There is a lot to see and marvel at when walking around the Pantheon. Due to the building’s movement from religious to secular purposes over the 19th century, as well as the changing views of modern politicians, the sculptures and murals are plentiful, all attempting to make point about what is valuable to the French state and its people.

If there is one feature of the Pantheon I would encourage visitors to inspect, it is the dome that sits above the Pantheon. Domes over temples, churches and other important buildings have fascinated architects for thousands of years. A visit to the Pantheon in Rome shows that it has a hole in the dome and during rainy weather, the visitor might theoretically need an umbrella if they were wearing their best clothes. There is also an oculus in the dome of the Paris Pantheon but little rain filters to the ground floor here due to the design that can be seen in Sufflot’s design drawing above left. It is actually three domes and it is the first dome that has an oculus in the centre. If you look through this aperture, the fresco ‘The Apotheosis of Saint Genevieve’ can be seen painted on the underside of the second dome, completed by Antoine Gros over many years of hard labour (1811-24). The saint who inspired the original church on this site still gets to look down on the busy life of the Pantheon, 1500 years after her death.

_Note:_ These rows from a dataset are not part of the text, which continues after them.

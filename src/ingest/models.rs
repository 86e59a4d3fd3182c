//! Serde models for the two input file formats.

use serde::{Deserialize, Deserializer};

/// One song-metadata file: a single JSON object describing a song and its
/// artist.
#[derive(Clone, Debug, Deserialize)]
pub struct SongFileRecord {
    pub song_id: String,
    pub title: String,
    pub duration: f64,
    #[serde(default)]
    pub year: i64,
    pub artist_id: String,
    pub artist_name: String,
    #[serde(default)]
    pub artist_location: Option<String>,
    #[serde(default)]
    pub artist_latitude: Option<f64>,
    #[serde(default)]
    pub artist_longitude: Option<f64>,
}

/// One activity-log event, one JSON object per line in a log file.
///
/// `userId` arrives as an integer, a numeric string, or an empty string for
/// anonymous sessions; all three forms are folded into `Option<i64>`.
#[derive(Clone, Debug, Deserialize)]
pub struct ActivityEvent {
    /// Event timestamp in milliseconds since the Unix epoch.
    pub ts: i64,
    pub page: String,
    #[serde(rename = "userId", default, deserialize_with = "lenient_user_id")]
    pub user_id: Option<i64>,
    #[serde(rename = "firstName", default)]
    pub first_name: Option<String>,
    #[serde(rename = "lastName", default)]
    pub last_name: Option<String>,
    #[serde(default)]
    pub gender: Option<String>,
    #[serde(default)]
    pub level: Option<String>,
    #[serde(default)]
    pub artist: Option<String>,
    #[serde(default)]
    pub song: Option<String>,
    #[serde(default)]
    pub length: Option<f64>,
    #[serde(rename = "sessionId")]
    pub session_id: i64,
    #[serde(default)]
    pub location: Option<String>,
    #[serde(rename = "userAgent", default)]
    pub user_agent: Option<String>,
}

impl ActivityEvent {
    /// Whether this event qualifies for time and fact derivation: a
    /// `NextSong` page action carrying artist, song and length.
    pub fn is_qualifying_play(&self) -> bool {
        self.page == "NextSong"
            && self.artist.is_some()
            && self.song.is_some()
            && self.length.is_some()
    }
}

fn lenient_user_id<'de, D>(deserializer: D) -> Result<Option<i64>, D::Error>
where
    D: Deserializer<'de>,
{
    #[derive(Deserialize)]
    #[serde(untagged)]
    enum Raw {
        Int(i64),
        Str(String),
        Null(Option<()>),
    }

    match Raw::deserialize(deserializer)? {
        Raw::Int(id) => Ok(Some(id)),
        Raw::Str(s) if s.is_empty() => Ok(None),
        Raw::Str(s) => s
            .parse::<i64>()
            .map(Some)
            .map_err(|_| serde::de::Error::custom(format!("invalid userId: {s:?}"))),
        Raw::Null(_) => Ok(None),
    }
}
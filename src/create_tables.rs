//! Schema reset tool
//!
//! Drops the play mart tables if they exist and recreates them from the
//! declared schema. Destructive: any loaded data is gone afterwards.

use anyhow::Result;
use clap::Parser;
use playmart::mart_store::SqliteMartStore;
use std::path::PathBuf;
use tracing::info;
use tracing_subscriber::EnvFilter;

#[derive(Parser, Debug)]
#[command(name = "create-tables")]
#[command(about = "Drop and recreate the play mart star schema")]
struct Args {
    /// Path to the SQLite play mart database file (created if missing)
    #[arg(value_name = "MART_DB")]
    mart_db: PathBuf,
}

fn main() -> Result<()> {
    tracing_subscriber::fmt()
        .with_env_filter(
            EnvFilter::try_from_default_env().unwrap_or_else(|_| EnvFilter::new("info")),
        )
        .init();

    let args = Args::parse();

    info!("Recreating play mart schema at {}", args.mart_db.display());
    SqliteMartStore::create(&args.mart_db)?;
    info!("Schema created and validated.");

    Ok(())
}
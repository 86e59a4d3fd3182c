//! Playmart
//!
//! An ETL pipeline that loads JSON song-metadata and user-activity files
//! into a SQLite star schema for song-play analytics.

pub mod ingest;
pub mod mart_store;
pub mod sqlite_persistence;

// Re-export commonly used types for convenience
pub use ingest::{run_pipeline, PipelineStats};
pub use mart_store::{MartStore, SqliteMartStore, StoreError};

APPENDIX 1: St Etienne De Mont

As mentioned in the blog about the Pantheon, this district, the Latin Quarter, is where a Gallic tribe settled down after moving from their marshy site around the Seine  River. It became a significant religious centre for the growing city and well before the Pantheon was built it was the site of a Basilica built by Clovis, the King of ‘France’ at the time (466-511). A monastery was built around this church dedicated to St Genevieve. As the population grew after the thirteenth century, the ecclesiastical authorities decided that a new and bigger church for the district needed to be built, this one dedicated to St Stephen (St Etienne). The church was  slow being built and it continued to rise between 1222 and 1624. It still stands today just around the corner from the Pantheon. It is in this church that the remaining relics of St Genevieve, not destroyed during the French Revolution, are housed. (Note reliquary on left below.) The St Etienne Church didn’t escape significant vandalism during the revolution and it was closed down and became a ‘Temple of Filial Piety’ whatever that was. It was restored to the Church in 1803 and still operates today as the local church. It is a beautiful building inside as the photo to the right below of the pulpit illustrates. If visitors aren’t exhausted by the time they finish inspecting the Pantheon, this is another great site to visit in the district.